- Pitcher
- Born: April 1, 1935 McKeesport, Pennsylvania, U.S.
- Died: February 15, 2024 (aged 88) Somerset, Pennsylvania, U.S.
- Batted: RightThrew: Right

MLB debut
- September 13, 1953, for the Philadelphia Phillies

Last MLB appearance
- September 25, 1958, for the Chicago White Sox

MLB statistics
- Win–loss record: 0–0
- Earned run average: 5.64
- Strikeouts: 20
- Stats at Baseball Reference

Teams
- Philadelphia Phillies (1953, 1957–1958); Chicago White Sox (1958);

= Tom Qualters =

American baseball player (1935–2024)

Thomas Francis Qualters (April 1, 1935 – February 15, 2024), nicknamed Money Bags, was an American right-handed Major League Baseball pitcher, born in McKeesport, Pennsylvania. He played with the Philadelphia Phillies and the Chicago White Sox in the 1950s.

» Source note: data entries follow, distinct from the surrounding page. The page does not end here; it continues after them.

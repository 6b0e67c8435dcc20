//! CSS Layout
//!
//! # Relevant Specifications
//!
//! - [CSS 2.1 Visual Formatting Model](https://www.w3.org/TR/CSS2/visuren.html)
//! - [CSS 2.1 Visual formatting model details](https://www.w3.org/TR/CSS2/visudet.html)
//! - [CSS Text Module Level 3](https://www.w3.org/TR/css-text-3/)
//! - [CSSOM View Module](https://drafts.csswg.org/cssom-view/)
//!
//! # Module Structure
//!
//! - [`engine`] - The [`LayoutEngine`] measurement interface
//! - [`inline`] - Inline formatting context with line box model
//! - [`flow`] - Normal-flow reference engine built on [`inline`]

pub mod engine;
pub mod flow;
pub mod inline;

pub use engine::LayoutEngine;
pub use flow::{DEFAULT_VIEWPORT_WIDTH, FlowLayout};
pub use inline::{ApproximateFontMetrics, FontMetrics, InlineLayout, LineBox, LineFragment};
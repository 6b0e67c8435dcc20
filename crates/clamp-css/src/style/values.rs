//! CSS value types used by the computed style.
//!
//! [CSS Values and Units Level 4](https://www.w3.org/TR/css-values-4/)

use serde::Serialize;
use strum_macros::{Display, EnumString};

use clamp_common::warning::warn_once;

/// User agent default font size.
/// [§ 3.5 font-size](https://www.w3.org/TR/css-fonts-4/#font-size-prop)
pub const DEFAULT_FONT_SIZE_PX: f32 = 16.0;

/// [§ 10.8.1 Leading and half-leading](https://www.w3.org/TR/CSS2/visudet.html#leading)
///
/// "We recommend a used value for 'normal' between 1.0 and 1.2."
pub const NORMAL_LINE_HEIGHT_RATIO: f32 = 1.2;

/// [§ 4.1 Lengths](https://www.w3.org/TR/css-values-4/#lengths)
/// "Lengths refer to distance measurements and are denoted by `<length>` in the
/// property definitions."
#[derive(Debug, Clone, Copy, PartialEq, Serialize)]
pub enum LengthValue {
    /// [§ 6.1 Absolute lengths](https://www.w3.org/TR/css-values-4/#absolute-lengths)
    /// "1px = 1/96th of 1in"
    Px(f32),
    /// [§ 5.1.1 Font-relative lengths](https://www.w3.org/TR/css-values-4/#font-relative-lengths)
    /// "Equal to the computed value of the font-size property of the element"
    Em(f32),
    /// [§ 4.3 Percentages](https://www.w3.org/TR/css-values-4/#percentages)
    Percent(f32),
}

impl LengthValue {
    /// Parse a `<length>` or `<percentage>` such as `12px`, `1.5em`, `50%`.
    ///
    /// A unitless `0` is accepted as `0px`. Unknown units are reported once
    /// and rejected.
    #[must_use]
    pub fn parse(input: &str) -> Option<Self> {
        let input = input.trim();
        let (number, unit) = split_number(input)?;
        if unit.is_empty() {
            return (number == 0.0).then_some(Self::Px(0.0));
        }
        if unit == "%" {
            return Some(Self::Percent(number));
        }
        if unit.eq_ignore_ascii_case("px") {
            Some(Self::Px(number))
        } else if unit.eq_ignore_ascii_case("em") {
            Some(Self::Em(number))
        } else {
            warn_once("CSS", &format!("unsupported unit '{unit}'"));
            None
        }
    }

    /// Resolve to pixels.
    ///
    /// `font_size` resolves `em`, `percent_base` resolves percentages.
    #[must_use]
    pub fn to_px(&self, font_size: f32, percent_base: f32) -> f32 {
        match self {
            Self::Px(px) => *px,
            Self::Em(em) => em * font_size,
            Self::Percent(pct) => pct * percent_base / 100.0,
        }
    }
}

/// [§ 10.8 Line height calculations](https://www.w3.org/TR/CSS2/visudet.html#line-height)
///
/// Computed value of `line-height`: "For `<length>` and `<percentage>` the
/// absolute value; otherwise as specified."
#[derive(Debug, Clone, Copy, PartialEq, Serialize)]
pub enum LineHeight {
    /// "Tells user agents to set the used value to a 'reasonable' value
    /// based on the font of the element."
    Normal,
    /// "The used value of the property is this number multiplied by the
    /// element's font size."
    Number(f32),
    /// An absolute length, already resolved.
    Px(f32),
}

impl LineHeight {
    /// Parse a specified `line-height`, resolving lengths against the
    /// element's computed `font_size`.
    #[must_use]
    pub fn parse(input: &str, font_size: f32) -> Option<Self> {
        let input = input.trim();
        if input.eq_ignore_ascii_case("normal") {
            return Some(Self::Normal);
        }
        if let Some((number, "")) = split_number(input) {
            // "Negative values are illegal."
            return (number >= 0.0).then_some(Self::Number(number));
        }
        match LengthValue::parse(input)? {
            LengthValue::Percent(pct) => Some(Self::Px(pct * font_size / 100.0)),
            length => Some(Self::Px(length.to_px(font_size, font_size))),
        }
    }

    /// The used line height in pixels.
    #[must_use]
    pub fn to_px(&self, font_size: f32) -> f32 {
        match self {
            Self::Normal => font_size * NORMAL_LINE_HEIGHT_RATIO,
            Self::Number(n) => n * font_size,
            Self::Px(px) => *px,
        }
    }
}

/// [§ 2 Box Layout Modes: the display property](https://www.w3.org/TR/css-display-3/#the-display-properties)
///
/// The display types the flow layout distinguishes. `-webkit-box` is the
/// legacy flexbox value required for `-webkit-line-clamp` to apply.
#[derive(Debug, Clone, Copy, PartialEq, Eq, Serialize, Display, EnumString)]
#[strum(serialize_all = "kebab-case", ascii_case_insensitive)]
pub enum DisplayValue {
    /// `display: block`
    Block,
    /// `display: inline`
    Inline,
    /// `display: inline-block`
    InlineBlock,
    /// `display: list-item`, laid out like a block.
    ListItem,
    /// `display: none`
    None,
    /// `display: -webkit-box`
    #[strum(serialize = "-webkit-box")]
    WebkitBox,
}

impl DisplayValue {
    /// Whether the element generates a block-level box in flow layout.
    #[must_use]
    pub const fn is_block_level(self) -> bool {
        matches!(self, Self::Block | Self::ListItem | Self::WebkitBox)
    }
}

/// [§ 15.3 Non-replaced elements](https://html.spec.whatwg.org/multipage/rendering.html#non-replaced-elements)
///
/// The user agent stylesheet's `display` for a tag name.
#[must_use]
pub fn default_display_for_element(tag_name: &str) -> DisplayValue {
    // [§ 15.3.1 Hidden elements]
    // "The following elements must have their display set to none"
    const HIDDEN: &[&str] = &[
        "area", "base", "basefont", "datalist", "head", "link", "meta", "noembed", "noframes",
        "param", "rp", "script", "style", "template", "title",
    ];
    // [§ 15.3.3 Flow content] and friends.
    const BLOCK: &[&str] = &[
        "address",
        "article",
        "aside",
        "blockquote",
        "body",
        "center",
        "dd",
        "details",
        "dialog",
        "dir",
        "div",
        "dl",
        "dt",
        "fieldset",
        "figcaption",
        "figure",
        "footer",
        "form",
        "h1",
        "h2",
        "h3",
        "h4",
        "h5",
        "h6",
        "header",
        "hgroup",
        "hr",
        "html",
        "legend",
        "main",
        "menu",
        "nav",
        "ol",
        "p",
        "pre",
        "section",
        "summary",
        "ul",
    ];

    if HIDDEN.contains(&tag_name) {
        DisplayValue::None
    } else if tag_name == "li" {
        DisplayValue::ListItem
    } else if BLOCK.contains(&tag_name) {
        DisplayValue::Block
    } else {
        DisplayValue::Inline
    }
}

/// Split `12.5px` into `(12.5, "px")`.
///
/// [§ 4.3.12 Consume a number](https://www.w3.org/TR/css-syntax-3/#consume-number)
fn split_number(input: &str) -> Option<(f32, &str)> {
    let bytes = input.as_bytes();
    let mut end = 0;
    if matches!(bytes.first(), Some(b'+' | b'-')) {
        end += 1;
    }
    let digits_start = end;
    while end < bytes.len() && (bytes[end].is_ascii_digit() || bytes[end] == b'.') {
        end += 1;
    }
    if end == digits_start {
        return None;
    }
    let number = input[..end].parse::<f32>().ok()?;
    Some((number, &input[end..]))
}
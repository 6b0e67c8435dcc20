//! Style and layout measurement for the clamp workspace.
//!
//! # Scope
//!
//! - **Declarations** ([CSS Syntax § 5.3.8](https://www.w3.org/TR/css-syntax-3/#parse-list-of-declarations))
//!   read from and written to the `style` attribute
//! - **Computed style** for the handful of properties line clamping depends
//!   on: `font-size`, `line-height`, `display`, `width`, `height`,
//!   `overflow`, `-webkit-line-clamp`
//! - **Layout**: the [`LayoutEngine`] trait and [`FlowLayout`], a normal-flow
//!   engine that breaks text into line boxes using [`FontMetrics`]
//!
//! # Not Implemented
//!
//! - Stylesheets, selectors and the cascade beyond inheritance
//! - Margins, padding, borders, floats, positioning
//! - Real font shaping (see [`ApproximateFontMetrics`])

/// Box layout per [CSS 2.1 § 9](https://www.w3.org/TR/CSS2/visuren.html).
pub mod layout;
/// Declarations, values and computed style.
pub mod style;

pub use layout::{
    ApproximateFontMetrics, DEFAULT_VIEWPORT_WIDTH, FlowLayout, FontMetrics, InlineLayout,
    LayoutEngine,
};
pub use style::{
    ComputedStyle, DEFAULT_FONT_SIZE_PX, DisplayValue, LengthValue, LineHeight,
    inline_style_property, set_style_property,
};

At 6 ft tall, 190 lb, pitcher Qualters was a bonus baby with the Philadelphia Phillies, signed out of high school for $40,000. He made his major league debut on September 13, 1953. He had an unusual rookie year, as he posted an ERA of 162.00. In his only appearance that year, he allowed six earned runs and retired just one batter. However, he remained on the Phillies' roster for two years (1953 and 1954), only appearing in that one game, and earning the nickname "Money Bags" from his teammates. After spending two years in the International League, he had a couple more cups of coffee with Philadelphia (pitching in six games in 1957 and one in 1958) before being sent to the Chicago White Sox. He pitched respectably for the Sox in 1958, but did not record a win, loss or save. His final major league game was September 25, 1958. Qualters continued to pitch in the minors, mainly at the Triple-A level, through the end of 1962.

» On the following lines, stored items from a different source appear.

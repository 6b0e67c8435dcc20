//! [§ 13.3 Serializing HTML fragments](https://html.spec.whatwg.org/multipage/parsing.html#serialising-html-fragments)
//!
//! `innerHTML` / `outerHTML` for the arena tree. Clamp results are reported
//! as serialized markup, so this is the format callers compare against.

use crate::{DomTree, NodeId, NodeType};

/// [§ 13.1.2 Elements](https://html.spec.whatwg.org/multipage/syntax.html#void-elements)
///
/// "Void elements: area, base, br, col, embed, hr, img, input, link, meta,
/// source, track, wbr"
#[must_use]
pub fn is_void_element(tag_name: &str) -> bool {
    matches!(
        tag_name,
        "area"
            | "base"
            | "br"
            | "col"
            | "embed"
            | "hr"
            | "img"
            | "input"
            | "link"
            | "meta"
            | "source"
            | "track"
            | "wbr"
    )
}

/// [§ 13.3 Escaping a string](https://html.spec.whatwg.org/multipage/parsing.html#escapingString)
///
/// "Replace any occurrence of the "&" character by the string "&amp;".
/// Replace any occurrences of the U+00A0 NO-BREAK SPACE character by the
/// string "&nbsp;". ... If the algorithm was not invoked in the attribute
/// mode, replace any occurrences of the "<" character by the string "&lt;",
/// and any occurrences of the ">" character by the string "&gt;"."
#[must_use]
pub fn escape_text(text: &str) -> String {
    let mut out = String::with_capacity(text.len());
    for c in text.chars() {
        match c {
            '&' => out.push_str("&amp;"),
            '\u{00A0}' => out.push_str("&nbsp;"),
            '<' => out.push_str("&lt;"),
            '>' => out.push_str("&gt;"),
            _ => out.push(c),
        }
    }
    out
}

/// Escaping in attribute mode: `&`, no-break space and `"`.
#[must_use]
pub fn escape_attribute(value: &str) -> String {
    let mut out = String::with_capacity(value.len());
    for c in value.chars() {
        match c {
            '&' => out.push_str("&amp;"),
            '\u{00A0}' => out.push_str("&nbsp;"),
            '"' => out.push_str("&quot;"),
            _ => out.push(c),
        }
    }
    out
}

/// Children of these elements are serialized without escaping.
fn is_raw_text_parent(tag_name: &str) -> bool {
    matches!(
        tag_name,
        "style" | "script" | "xmp" | "iframe" | "noembed" | "noframes" | "plaintext"
    )
}

impl DomTree {
    /// [§ 3.5.1 innerHTML](https://html.spec.whatwg.org/multipage/dynamic-markup-insertion.html#dom-element-innerhtml)
    ///
    /// Serialize the children of `id`.
    #[must_use]
    pub fn inner_html(&self, id: NodeId) -> String {
        let mut out = String::new();
        let raw = self
            .as_element(id)
            .is_some_and(|e| is_raw_text_parent(&e.tag_name));
        for &child in self.children(id) {
            self.serialize_node(child, raw, &mut out);
        }
        out
    }

    /// Serialize `id` itself together with its subtree.
    #[must_use]
    pub fn outer_html(&self, id: NodeId) -> String {
        let mut out = String::new();
        self.serialize_node(id, false, &mut out);
        out
    }

    fn serialize_node(&self, id: NodeId, raw_parent: bool, out: &mut String) {
        let Some(node) = self.get(id) else { return };
        match &node.node_type {
            NodeType::Document => out.push_str(&self.inner_html(id)),
            NodeType::Element(data) => {
                out.push('<');
                out.push_str(&data.tag_name);
                for (name, value) in &data.attrs {
                    out.push(' ');
                    out.push_str(name);
                    out.push_str("=\"");
                    out.push_str(&escape_attribute(value));
                    out.push('"');
                }
                out.push('>');
                if is_void_element(&data.tag_name) {
                    return;
                }
                out.push_str(&self.inner_html(id));
                out.push_str("</");
                out.push_str(&data.tag_name);
                out.push('>');
            }
            NodeType::Text(text) => {
                if raw_parent {
                    out.push_str(text);
                } else {
                    out.push_str(&escape_text(text));
                }
            }
            NodeType::Comment(data) => {
                out.push_str("<!--");
                out.push_str(data);
                out.push_str("-->");
            }
        }
    }
}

In total, Qualters appeared in 34 games without a major-league decision. He is the only pitcher to appear on a Topps baseball card four times without ever recording a win or loss.

After his baseball career ended, Qualters worked for the Pennsylvania Fish and Boat Commission as a law enforcement officer.

Qualters lived in Somerset, Pennsylvania, and was married to Beverly Qualters. He had five children, eight grandchildren and 14 great-grandchildren. Tom Qualters died on February 15, 2024, at the age of 88.